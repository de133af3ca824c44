//! Board state and move operators.
//!
//! A state is a flat row-major arrangement of `N = side²` tiles with exactly one
//! [`BLANK`]. Moves are named after the direction the blank travels.

use std::fmt;

use crate::config::PuzzleConfig;
use crate::error::StateError;

/// A tile value. Numbered tiles are `1..N`; the blank is [`BLANK`].
pub type Tile = u8;

/// Sentinel for the empty cell.
pub const BLANK: Tile = 0;

/// A tile arrangement.
///
/// The blank's index is cached alongside the tiles since every move and
/// legality check starts from it.
#[derive(Debug, Clone, PartialEq, Eq, Hash, PartialOrd, Ord)]
pub struct State {
    tiles: Vec<Tile>,
    blank: usize,
}

impl State {
    /// Validates `tiles` against `config` and builds a state.
    ///
    /// The tiles must be a permutation of `1..N` plus one [`BLANK`].
    pub fn new(config: &PuzzleConfig, tiles: Vec<Tile>) -> Result<Self, StateError> {
        if tiles.len() != config.cells() {
            return Err(StateError::WrongLength {
                expected: config.cells(),
                found: tiles.len(),
            });
        }

        let mut blanks = tiles
            .iter()
            .enumerate()
            .filter(|&(_, &tile)| tile == BLANK)
            .map(|(index, _)| index);
        let blank = blanks.next().ok_or(StateError::MissingBlank)?;
        if blanks.next().is_some() {
            return Err(StateError::MultipleBlanks);
        }

        let max = config.max_tile();
        let mut seen = vec![false; config.cells()];
        for &tile in tiles.iter().filter(|&&tile| tile != BLANK) {
            if tile > max {
                return Err(StateError::TileOutOfRange {
                    tile: i64::from(tile),
                    max,
                });
            }
            if std::mem::replace(&mut seen[tile as usize], true) {
                return Err(StateError::DuplicateTile(tile));
            }
        }

        Ok(Self { tiles, blank })
    }

    /// Builds a state from tiles already known to be valid.
    pub(crate) fn from_tiles_unchecked(tiles: Vec<Tile>) -> Self {
        let blank = tiles.iter().position(|&tile| tile == BLANK).unwrap_or(0);
        Self { tiles, blank }
    }

    /// Parses whitespace- or comma-separated tiles in row-major order.
    ///
    /// The blank may be written as `x`, `_`, `0` or `-1`.
    pub fn parse(config: &PuzzleConfig, text: &str) -> Result<Self, StateError> {
        let tiles = text
            .split(|c: char| c.is_whitespace() || c == ',')
            .filter(|token| !token.is_empty())
            .map(|token| parse_tile(config, token))
            .collect::<Result<Vec<_>, _>>()?;
        Self::new(config, tiles)
    }

    /// Tiles in row-major order.
    #[inline]
    pub fn tiles(&self) -> &[Tile] {
        &self.tiles
    }

    /// Linear index of the blank.
    #[inline]
    pub fn blank_index(&self) -> usize {
        self.blank
    }
}

fn parse_tile(config: &PuzzleConfig, token: &str) -> Result<Tile, StateError> {
    match token {
        "x" | "X" | "_" | "-1" => return Ok(BLANK),
        _ => {}
    }
    let value: i64 = token
        .parse()
        .map_err(|_| StateError::InvalidToken(token.to_string()))?;
    let max = config.max_tile();
    if value < 0 || value > i64::from(max) {
        return Err(StateError::TileOutOfRange { tile: value, max });
    }
    Ok(value as Tile)
}

/// Direction the blank moves in.
#[derive(Debug, Clone, Copy, PartialEq, Eq, Hash)]
pub enum Direction {
    Up,
    Down,
    Left,
    Right,
}

impl Direction {
    /// All directions in expansion order.
    pub const ALL: [Direction; 4] = [
        Direction::Up,
        Direction::Down,
        Direction::Left,
        Direction::Right,
    ];

    /// The move that undoes this one.
    pub fn inverse(self) -> Self {
        match self {
            Self::Up => Self::Down,
            Self::Down => Self::Up,
            Self::Left => Self::Right,
            Self::Right => Self::Left,
        }
    }
}

impl fmt::Display for Direction {
    fn fmt(&self, f: &mut fmt::Formatter<'_>) -> fmt::Result {
        let name = match self {
            Self::Up => "up",
            Self::Down => "down",
            Self::Left => "left",
            Self::Right => "right",
        };
        f.write_str(name)
    }
}

/// Returns whether the blank can move in `direction`.
///
/// Depends only on the blank's index and the side length.
#[inline]
pub fn can_move(config: &PuzzleConfig, direction: Direction, state: &State) -> bool {
    let side = config.side();
    let index = state.blank;
    match direction {
        Direction::Up => index >= side,
        Direction::Down => index < config.cells() - side,
        Direction::Left => index % side != 0,
        Direction::Right => index % side != side - 1,
    }
}

/// Returns a new state with the blank swapped toward `direction`.
///
/// Returns `None` if the move would leave the board. `state` is never touched.
pub fn apply_move(config: &PuzzleConfig, direction: Direction, state: &State) -> Option<State> {
    if !can_move(config, direction, state) {
        return None;
    }

    let side = config.side();
    let from = state.blank;
    let to = match direction {
        Direction::Up => from - side,
        Direction::Down => from + side,
        Direction::Left => from - 1,
        Direction::Right => from + 1,
    };

    let mut next = state.clone();
    next.tiles.swap(from, to);
    next.blank = to;
    Some(next)
}

/// Whether `state` can reach the goal at all.
///
/// Uses the permutation-parity argument: on odd-width boards the inversion
/// count must be even; on even-width boards the inversion count plus the
/// blank's row (counted from the bottom, starting at 1) must be odd.
pub fn is_solvable(config: &PuzzleConfig, state: &State) -> bool {
    let numbered: Vec<Tile> = state
        .tiles
        .iter()
        .copied()
        .filter(|&tile| tile != BLANK)
        .collect();

    let mut inversions = 0usize;
    for (i, &a) in numbered.iter().enumerate() {
        inversions += numbered[i + 1..].iter().filter(|&&b| b < a).count();
    }

    let side = config.side();
    if side % 2 == 1 {
        inversions % 2 == 0
    } else {
        let (row, _) = config.idx_to_cell(state.blank);
        let row_from_bottom = side - row;
        (inversions + row_from_bottom) % 2 == 1
    }
}

/// Formats a state as a grid, one row per line.
///
/// Tiles are right-aligned to the widest tile; the blank shows as 'x'.
pub fn format_board(config: &PuzzleConfig, state: &State) -> String {
    let width = config.max_tile().to_string().len();
    let mut output = String::new();

    for row in state.tiles.chunks(config.side()) {
        let cells: Vec<String> = row
            .iter()
            .map(|&tile| {
                if tile == BLANK {
                    format!("{:>width$}", "x")
                } else {
                    format!("{tile:>width$}")
                }
            })
            .collect();
        output.push_str(&cells.join(" "));
        output.push('\n');
    }

    output
}

#[cfg(test)]
mod tests {
    use super::*;

    fn eight() -> PuzzleConfig {
        PuzzleConfig::default()
    }

    fn state(tiles: &[Tile]) -> State {
        State::new(&eight(), tiles.to_vec()).unwrap()
    }

    #[test]
    fn test_can_move_from_center() {
        let config = eight();
        let center = state(&[3, 1, 2, 4, 0, 5, 6, 7, 8]);
        for direction in Direction::ALL {
            assert!(can_move(&config, direction, &center), "{direction}");
        }
    }

    #[test]
    fn test_can_move_from_corners() {
        let config = eight();
        let top_left = state(&[0, 1, 2, 3, 4, 5, 6, 7, 8]);
        assert!(!can_move(&config, Direction::Up, &top_left));
        assert!(!can_move(&config, Direction::Left, &top_left));
        assert!(can_move(&config, Direction::Down, &top_left));
        assert!(can_move(&config, Direction::Right, &top_left));

        let goal = config.goal().clone();
        assert!(can_move(&config, Direction::Up, &goal));
        assert!(can_move(&config, Direction::Left, &goal));
        assert!(!can_move(&config, Direction::Down, &goal));
        assert!(!can_move(&config, Direction::Right, &goal));
    }

    #[test]
    fn test_apply_move_swaps_blank() {
        let config = eight();
        let start = state(&[3, 1, 2, 4, 0, 5, 6, 7, 8]);

        let up = apply_move(&config, Direction::Up, &start).unwrap();
        assert_eq!(up.tiles(), &[3, 0, 2, 4, 1, 5, 6, 7, 8]);
        assert_eq!(up.blank_index(), 1);

        let right = apply_move(&config, Direction::Right, &start).unwrap();
        assert_eq!(right.tiles(), &[3, 1, 2, 4, 5, 0, 6, 7, 8]);

        // input untouched
        assert_eq!(start.tiles(), &[3, 1, 2, 4, 0, 5, 6, 7, 8]);
    }

    #[test]
    fn test_illegal_move_returns_none() {
        let config = eight();
        let goal = config.goal().clone();
        assert_eq!(apply_move(&config, Direction::Down, &goal), None);
        assert_eq!(apply_move(&config, Direction::Right, &goal), None);
    }

    #[test]
    fn test_inverse_move_restores_state() {
        let config = PuzzleConfig::new(4).unwrap();
        let mut current = config.goal().clone();
        // walk the blank around so every row and column position is covered
        let walk = [
            Direction::Up,
            Direction::Left,
            Direction::Up,
            Direction::Left,
            Direction::Up,
            Direction::Left,
            Direction::Down,
        ];
        for step in walk {
            for direction in Direction::ALL {
                if let Some(next) = apply_move(&config, direction, &current) {
                    let back = apply_move(&config, direction.inverse(), &next).unwrap();
                    assert_eq!(back, current, "{direction} then {}", direction.inverse());
                }
            }
            current = apply_move(&config, step, &current).unwrap();
        }
    }

    #[test]
    fn test_new_rejects_malformed_states() {
        let config = eight();
        assert_eq!(
            State::new(&config, vec![1, 2, 3]),
            Err(StateError::WrongLength {
                expected: 9,
                found: 3
            })
        );
        assert_eq!(
            State::new(&config, vec![1, 2, 3, 4, 5, 6, 7, 8, 8]),
            Err(StateError::MissingBlank)
        );
        assert_eq!(
            State::new(&config, vec![1, 2, 3, 4, 5, 6, 7, 0, 0]),
            Err(StateError::MultipleBlanks)
        );
        assert_eq!(
            State::new(&config, vec![1, 2, 3, 4, 5, 6, 7, 9, 0]),
            Err(StateError::TileOutOfRange { tile: 9, max: 8 })
        );
        assert_eq!(
            State::new(&config, vec![1, 2, 3, 4, 5, 6, 7, 7, 0]),
            Err(StateError::DuplicateTile(7))
        );
    }

    #[test]
    fn test_parse_accepts_blank_markers() {
        let config = eight();
        let expected = state(&[3, 1, 2, 4, 0, 5, 6, 7, 8]);
        assert_eq!(State::parse(&config, "3 1 2 4 x 5 6 7 8").unwrap(), expected);
        assert_eq!(State::parse(&config, "3,1,2,4,-1,5,6,7,8").unwrap(), expected);
        assert_eq!(
            State::parse(&config, "3 1 2\n4 _ 5\n6 7 8\n").unwrap(),
            expected
        );
    }

    #[test]
    fn test_parse_rejects_garbage() {
        let config = eight();
        assert_eq!(
            State::parse(&config, "3 1 2 4 y 5 6 7 8"),
            Err(StateError::InvalidToken("y".to_string()))
        );
        assert_eq!(
            State::parse(&config, "3 1 2 4 x 5 6 7 -8"),
            Err(StateError::TileOutOfRange { tile: -8, max: 8 })
        );
    }

    #[test]
    fn test_solvability_parity() {
        let config = eight();
        assert!(is_solvable(&config, config.goal()));
        assert!(is_solvable(&config, &state(&[3, 1, 2, 4, 0, 5, 6, 7, 8])));
        assert!(!is_solvable(&config, &state(&[2, 1, 3, 4, 5, 6, 7, 8, 0])));

        let three = PuzzleConfig::new(2).unwrap();
        assert!(is_solvable(&three, three.goal()));
        let swapped = State::new(&three, vec![2, 1, 3, 0]).unwrap();
        assert!(!is_solvable(&three, &swapped));
        let one_move = State::new(&three, vec![1, 2, 0, 3]).unwrap();
        assert!(is_solvable(&three, &one_move));
    }

    #[test]
    fn test_format_board() {
        let config = eight();
        let start = state(&[3, 1, 2, 4, 0, 5, 6, 7, 8]);
        insta::assert_snapshot!(format_board(&config, &start), @r"
        3 1 2
        4 x 5
        6 7 8
        ");
    }

    #[test]
    fn test_format_board_pads_wide_tiles() {
        let config = PuzzleConfig::new(4).unwrap();
        assert_eq!(
            format_board(&config, config.goal()),
            " 1  2  3  4\n 5  6  7  8\n 9 10 11 12\n13 14 15  x\n"
        );
    }
}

What you will do
Copy out each line of the data above, exactly, if it lies between the line holding "fn state(tiles: &[Tile])" and the line holding "assert!(can_move(&config, Direction::Down, &top_left));", inclusive; copy no other line.

The answer
    fn state(tiles: &[Tile]) -> State {
        State::new(&eight(), tiles.to_vec()).unwrap()
    }

    #[test]
    fn test_can_move_from_center() {
        let config = eight();
        let center = state(&[3, 1, 2, 4, 0, 5, 6, 7, 8]);
        for direction in Direction::ALL {
            assert!(can_move(&config, direction, &center), "{direction}");
        }
    }

    #[test]
    fn test_can_move_from_corners() {
        let config = eight();
        let top_left = state(&[0, 1, 2, 3, 4, 5, 6, 7, 8]);
        assert!(!can_move(&config, Direction::Up, &top_left));
        assert!(!can_move(&config, Direction::Left, &top_left));
        assert!(can_move(&config, Direction::Down, &top_left));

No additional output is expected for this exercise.